Now, we’re seeing Coronavirus “tracking” apps pop up for Android—and likely iOS too, but the effects are probably more phishing than infiltration. In one example, the apps lure users in by promising to provide them with a Coronavirus “map” that allegedly shows the number of confirmed cases around a person’s area, in addition to various counters to show how far COVID-19 has gone. Heck, you even get a heat map—how 1990s-scary-pandemic-movie of them.
As DomainTools describes:
In reality, the app is poisoned with ransomware. This Android ransomware application, previously unseen in the wild, has been titled “CovidLock” because of the malware’s capabilities and its background story. CovidLock uses techniques to deny the victim access to their phone by forcing a change in the password used to unlock the phone. This is also known as a screen-lock attack and has been seen before on Android ransomware.
The ransomware requests $US100 ($163) in bitcoin in 48 hours on the ransom note. It threatens to erase your contacts, pictures and videos, as well as your phone’s memory. It even claims that it will leak your social media accounts publicly.
If you’ve been hit by this app, DomainTools has reverse-engineered the decryption key you’ll need to use to unlock your Android again. I recommend deleting this app ASAP, and possibly installing an antivirus/antimalware app to make sure there now isn’t anything else on your device.
If you need information, try the trusty Johns Hopkins University dashboard. Try not to worry about whether your neighbour has the coronavirus, or whether there’s an app out there that can track all sickly people around you. (There isn’t.) Don’t download apps from anywhere but the Google Play Store and, even then, really think about whether you need an app for whatever it is you’re considering grabbing.

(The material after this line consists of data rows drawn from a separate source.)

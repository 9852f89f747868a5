//! 视频异常扫描入口

use std::path::Path;

use log::info;

use crate::api::models::scan::{ScanReport, ScanRequest};
use crate::core::config::ServiceConfig;
use crate::core::error::ScanResult;
use crate::core::labels::{resolver_from_config, LabelResolver};
use crate::core::store::{FileImageStore, ImageStore, InMemoryRunStore, RunStore};
use crate::core::video::{FrameDirSource, VideoSource};
use crate::scanner::{Detector, ScanContext, ScanController};

/// 视频扫描器 - 持有落库、截图存储与标签解析
///
/// 每次 `run_scan` 都创建独立的控制器，同一个扫描器可被多个线程共享。
pub struct VideoScanner {
    runs: Box<dyn RunStore>,
    images: Box<dyn ImageStore>,
    labels: Box<dyn LabelResolver>,
    config: ServiceConfig,
}

impl VideoScanner {
    pub fn new(
        runs: Box<dyn RunStore>,
        images: Box<dyn ImageStore>,
        labels: Box<dyn LabelResolver>,
        config: ServiceConfig,
    ) -> Self {
        crate::init_logging();
        info!("🎬 VideoScanner: created");
        Self {
            runs,
            images,
            labels,
            config,
        }
    }

    /// Flagged frames on disk, labels from the configured service, runs kept in memory.
    pub fn from_config(config: ServiceConfig) -> ScanResult<Self> {
        let images = FileImageStore::from_config(&config)?;
        let labels = resolver_from_config(&config);
        Ok(Self::new(
            Box::new(InMemoryRunStore::new()),
            Box::new(images),
            labels,
            config,
        ))
    }

    /// Scan one already opened video. Configuration and model are checked before any
    /// frame is read; the source is released whatever the result.
    pub fn run_scan<S: VideoSource>(
        &self,
        request: &ScanRequest,
        source: S,
        detector: &dyn Detector,
    ) -> ScanResult<ScanReport> {
        Self::check_request(request)?;
        self.scan_source(request, source, detector)
    }

    /// Scan a directory of extracted frames played back at the configured frame rate.
    pub fn scan_frame_dir(
        &self,
        request: &ScanRequest,
        dir: &Path,
        detector: &dyn Detector,
    ) -> ScanResult<ScanReport> {
        Self::check_request(request)?;
        let source = FrameDirSource::open(dir, self.config.frames_fps)?;
        self.scan_source(request, source, detector)
    }

    fn check_request(request: &ScanRequest) -> ScanResult<()> {
        request.config.validate()?;
        request.model.verify()
    }

    fn scan_source<S: VideoSource>(
        &self,
        request: &ScanRequest,
        source: S,
        detector: &dyn Detector,
    ) -> ScanResult<ScanReport> {
        info!(
            "🔍 Scanning {} with model {} {}",
            source.info().filename,
            request.model.name,
            request.model.version
        );

        let ctx = ScanContext {
            detector,
            labels: self.labels.as_ref(),
            store: self.runs.as_ref(),
            images: self.images.as_ref(),
        };
        let mut controller = ScanController::new(request.config.clone(), ctx)?
            .with_progress_every(self.config.progress_every);
        let outcome = controller.scan(source, request.model.id, request.video_url.clone())?;

        Ok(ScanReport::new(&outcome, &request.config, &request.model))
    }

    pub fn runs(&self) -> &dyn RunStore {
        self.runs.as_ref()
    }

    pub fn config(&self) -> &ServiceConfig {
        &self.config
    }
}

impl Drop for VideoScanner {
    fn drop(&mut self) {
        info!("🗑️ VideoScanner: released");
    }
}

#[cfg(test)]
mod tests {
    use super::*;
    use crate::core::error::ScanError;
    use crate::core::labels::CatalogLabelResolver;
    use crate::core::store::MemoryImageStore;
    use crate::core::video::MemorySource;
    use crate::core::ScanConfig;
    use crate::scanner::{BBox, ModelInfo, RawDetection, ScriptedDetector};
    use image::{Rgb, RgbImage};

    fn memory_scanner() -> VideoScanner {
        VideoScanner::new(
            Box::new(InMemoryRunStore::new()),
            Box::new(MemoryImageStore::new()),
            Box::new(CatalogLabelResolver::with_defaults()),
            ServiceConfig::default(),
        )
    }

    fn request(stride: i64) -> ScanRequest {
        ScanRequest {
            model: ModelInfo {
                id: 9,
                name: "fraud-yolo".into(),
                version: "v1".into(),
                weights_path: None,
            },
            config: ScanConfig {
                frame_stride: stride,
                ..ScanConfig::default()
            },
            video_url: Some("http://localhost:5000/uploads/videos/a.mp4".into()),
        }
    }

    fn logo(x: f32) -> RawDetection {
        RawDetection::new(0, "fake_logo", 0.92, Some(BBox::new(x, 10.0, x + 80.0, 90.0)))
    }

    #[test]
    fn test_run_scan_report() {
        let scanner = memory_scanner();
        let detector = ScriptedDetector::with_pattern(|n| match n {
            20 | 40 => vec![logo(10.0)],
            60 => vec![logo(400.0)],
            _ => vec![],
        });

        let report = scanner
            .run_scan(
                &request(20),
                MemorySource::blank("a.mp4", 100, 4, 4, 25),
                &detector,
            )
            .unwrap();

        assert_eq!(report.video_info.total_frames, 100);
        assert_eq!(report.video_info.duration_seconds, 4.0);
        assert_eq!(report.processing_info.processed_frames, 5);
        assert_eq!(report.processing_info.saved_frames, 2);
        // frame 40 repeats frame 20, frame 100 repeats the empty frame 80
        assert_eq!(report.processing_info.skipped_duplicates, 2);
        assert_eq!(report.model_info.id, 9);

        let run = scanner.runs().get_run(report.run_id).unwrap().unwrap();
        assert_eq!(run.frames.len(), 2);
        assert_eq!(
            run.frames[0].bounding_boxes[0]
                .fraud_label
                .as_ref()
                .map(|l| l.name.as_str()),
            Some("Fake Logo")
        );
        assert_eq!(run.video_url.as_deref(), Some("http://localhost:5000/uploads/videos/a.mp4"));
        assert!(run.description.starts_with("Smart video detection: a.mp4 - Processed 5/100"));
    }

    #[test]
    fn test_missing_model_rejected_before_scan() {
        let scanner = memory_scanner();
        let detector = ScriptedDetector::new();
        let mut req = request(20);
        req.model.weights_path = Some("/nonexistent/weights.onnx".into());

        let err = scanner
            .run_scan(&req, MemorySource::blank("a.mp4", 10, 2, 2, 30), &detector)
            .unwrap_err();
        assert!(matches!(err, ScanError::ModelFileMissing(_)));
        assert_eq!(detector.calls(), 0);
        assert!(scanner.runs().get_run(1).unwrap().is_none());
    }

    #[test]
    fn test_invalid_stride_rejected() {
        let scanner = memory_scanner();
        let detector = ScriptedDetector::new();
        let err = scanner
            .run_scan(&request(-5), MemorySource::blank("a.mp4", 10, 2, 2, 30), &detector)
            .unwrap_err();
        assert!(err.is_configuration());
        assert!(scanner.runs().get_run(1).unwrap().is_none());
    }

    #[test]
    fn test_scan_frame_dir_writes_flagged_jpegs() {
        let frames = tempfile::tempdir().unwrap();
        for i in 1..=4 {
            RgbImage::from_pixel(32, 24, Rgb([i * 40, 0, 0]))
                .save(frames.path().join(format!("{:03}.png", i)))
                .unwrap();
        }
        let storage = tempfile::tempdir().unwrap();
        let config = ServiceConfig {
            storage_dir: storage.path().join("uploads"),
            ..ServiceConfig::default()
        };
        let scanner = VideoScanner::from_config(config).unwrap();

        let detector = ScriptedDetector::with_pattern(|n| {
            if n == 2 {
                vec![logo(0.0)]
            } else {
                vec![]
            }
        });
        let report = scanner
            .scan_frame_dir(&request(2), frames.path(), &detector)
            .unwrap();
        assert_eq!(report.processing_info.saved_frames, 1);

        let run = scanner.runs().get_run(report.run_id).unwrap().unwrap();
        let url = &run.frames[0].image_url;
        assert!(url.starts_with("http://localhost:5000/uploads/flagged_frames/frame_2_"));

        let written: Vec<_> = std::fs::read_dir(storage.path().join("uploads/flagged_frames"))
            .unwrap()
            .collect();
        assert_eq!(written.len(), 1);
    }

    #[test]
    fn test_scan_frame_dir_checks_request_before_opening() {
        let scanner = memory_scanner();
        let err = scanner
            .scan_frame_dir(&request(0), Path::new("/nonexistent/frames"), &ScriptedDetector::new())
            .unwrap_err();
        assert!(matches!(err, ScanError::InvalidConfig(_)));
    }

    #[test]
    fn test_scan_frame_dir_missing_dir() {
        let scanner = memory_scanner();
        let err = scanner
            .scan_frame_dir(&request(1), Path::new("/nonexistent/frames"), &ScriptedDetector::new())
            .unwrap_err();
        assert!(matches!(err, ScanError::VideoOpen { .. }));
    }
}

If anything, the fact that we’re all basically quarantined in our homes right now is a great excuse to take a digital break. Don’t check the stock market. Don’t check the hourly news crawl. Be free of your smartphone (since you can’t really make plans with anyone) and avoid the need to check in on your apps. Enjoy the zen-like state that this semi-forced loss of all our social escapes has dropped onto us. And stop sideloading apps onto your Android device unless you absolutely need to.